BEGIN

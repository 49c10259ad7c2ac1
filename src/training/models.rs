//! Model trait and shared model plumbing

use std::fmt;

use ndarray::{Array1, Array2};
use serde::{Deserialize, Serialize};

use super::config::{ModelKind, TaskType};
use super::decision_tree::DecisionTree;
use super::gradient_boosting::{GradientBoostingClassifier, GradientBoostingRegressor};
use super::knn::{KNNClassifier, KNNRegressor};
use super::linear_models::{LassoRegression, LinearRegression, LogisticRegression, RidgeRegression};
use super::svm::SVMClassifier;
use crate::artifact::Artifact;
use crate::error::{AutoOpError, Result};

/// Trait for ML models
pub trait Model: Send + Sync + fmt::Debug {
    /// Registry entry this model belongs to
    fn kind(&self) -> ModelKind;

    /// Fit the model to training data
    fn fit(&mut self, x: &Array2<f64>, y: &Array1<f64>) -> Result<()>;

    /// Make predictions
    fn predict(&self, x: &Array2<f64>) -> Result<Array1<f64>>;

    /// Probability of label `1` per row for models trained on `{0, 1}`
    /// labels; `None` when the model only emits hard labels
    fn positive_proba(&self, _x: &Array2<f64>) -> Result<Option<Array1<f64>>> {
        Ok(None)
    }

    /// Number of features seen at fit time, `None` before fitting
    fn n_features(&self) -> Option<usize>;

    /// Owned copy of the full model state
    fn state(&self) -> ModelState;

    /// Capability tag
    fn task(&self) -> TaskType {
        self.kind().task()
    }

    fn name(&self) -> &'static str {
        self.kind().name()
    }

    fn is_fitted(&self) -> bool {
        self.n_features().is_some()
    }

    /// Snapshot of hyperparameters and fitted parameters.
    ///
    /// The value is built from a copy of the model, so mutating it never
    /// affects the trained model.
    fn parameters(&self) -> Result<serde_json::Value> {
        Ok(serde_json::to_value(self.state())?)
    }

    /// Save model to bytes
    fn to_bytes(&self) -> Result<Vec<u8>> {
        Ok(bincode::serialize(&self.state())?)
    }

    /// Package the model state as an artifact typed `model:<kind>`
    fn to_artifact(&self, name: &str) -> Result<Artifact> {
        let mut artifact = Artifact::new(name, self.to_bytes()?)
            .with_type(format!("model:{}", self.name()))
            .with_metadata("model", self.name())
            .with_metadata("task", self.task().as_str())
            .with_tag(self.task().as_str());
        if let Some(n) = self.n_features() {
            artifact = artifact.with_metadata("n_features", n.to_string());
        }
        Ok(artifact)
    }
}

/// Serializable state of any model in the registry
#[derive(Debug, Clone, Serialize, Deserialize)]
#[serde(rename_all = "snake_case")]
pub enum ModelState {
    LinearRegression(LinearRegression),
    RidgeRegression(RidgeRegression),
    LassoRegression(LassoRegression),
    LogisticRegression(LogisticRegression),
    KnnRegressor(KNNRegressor),
    KnnClassifier(KNNClassifier),
    SvmClassifier(SVMClassifier),
    DecisionTree(DecisionTree),
    GradientBoostingRegressor(GradientBoostingRegressor),
    GradientBoostingClassifier(GradientBoostingClassifier),
}

impl ModelState {
    pub fn into_model(self) -> Box<dyn Model> {
        match self {
            ModelState::LinearRegression(m) => Box::new(m),
            ModelState::RidgeRegression(m) => Box::new(m),
            ModelState::LassoRegression(m) => Box::new(m),
            ModelState::LogisticRegression(m) => Box::new(m),
            ModelState::KnnRegressor(m) => Box::new(m),
            ModelState::KnnClassifier(m) => Box::new(m),
            ModelState::SvmClassifier(m) => Box::new(m),
            ModelState::DecisionTree(m) => Box::new(m),
            ModelState::GradientBoostingRegressor(m) => Box::new(m),
            ModelState::GradientBoostingClassifier(m) => Box::new(m),
        }
    }
}

/// Load model from bytes produced by [`Model::to_bytes`]
pub fn load_model(bytes: &[u8]) -> Result<Box<dyn Model>> {
    let state: ModelState = bincode::deserialize(bytes)?;
    Ok(state.into_model())
}

/// Check training inputs shared by every model
pub(crate) fn validate_fit_input(x: &Array2<f64>, y: &Array1<f64>) -> Result<()> {
    if x.ncols() == 0 {
        return Err(AutoOpError::ConfigError(
            "Design matrix has no feature columns".to_string(),
        ));
    }
    if x.nrows() == 0 {
        return Err(AutoOpError::DataError("Cannot fit on zero samples".to_string()));
    }
    if x.nrows() != y.len() {
        return Err(AutoOpError::ShapeError {
            expected: format!("y length = {}", x.nrows()),
            actual: format!("y length = {}", y.len()),
        });
    }
    Ok(())
}

/// Check prediction inputs against the fitted feature count
pub(crate) fn validate_predict_input(n_features: Option<usize>, x: &Array2<f64>) -> Result<()> {
    let expected = n_features.ok_or(AutoOpError::ModelNotFitted)?;
    if x.ncols() != expected {
        return Err(AutoOpError::FeatureMismatch {
            expected,
            actual: x.ncols(),
        });
    }
    Ok(())
}

/// Sorted distinct labels of `y`
pub(crate) fn class_labels(y: &Array1<f64>) -> Vec<f64> {
    let mut classes: Vec<f64> = y.to_vec();
    classes.sort_by(|a, b| a.total_cmp(b));
    classes.dedup();
    classes
}

/// `1.0` where `y == class`, `0.0` elsewhere
pub(crate) fn one_vs_rest(y: &Array1<f64>, class: f64) -> Array1<f64> {
    y.mapv(|v| if v == class { 1.0 } else { 0.0 })
}

/// Whether fitted class labels are a subset of `{0, 1}`
pub(crate) fn is_binary_labels(classes: &[f64]) -> bool {
    !classes.is_empty() && classes.iter().all(|&c| c == 0.0 || c == 1.0)
}

pub(crate) fn sigmoid(z: f64) -> f64 {
    1.0 / (1.0 + (-z).exp())
}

END

● ACTIVITY: If a line in the data above holds the string "LogisticRegression", copy it.

● ANSWER BELOW:
use super::linear_models::{LassoRegression, LinearRegression, LogisticRegression, RidgeRegression};
    LogisticRegression(LogisticRegression),
            ModelState::LogisticRegression(m) => Box::new(m),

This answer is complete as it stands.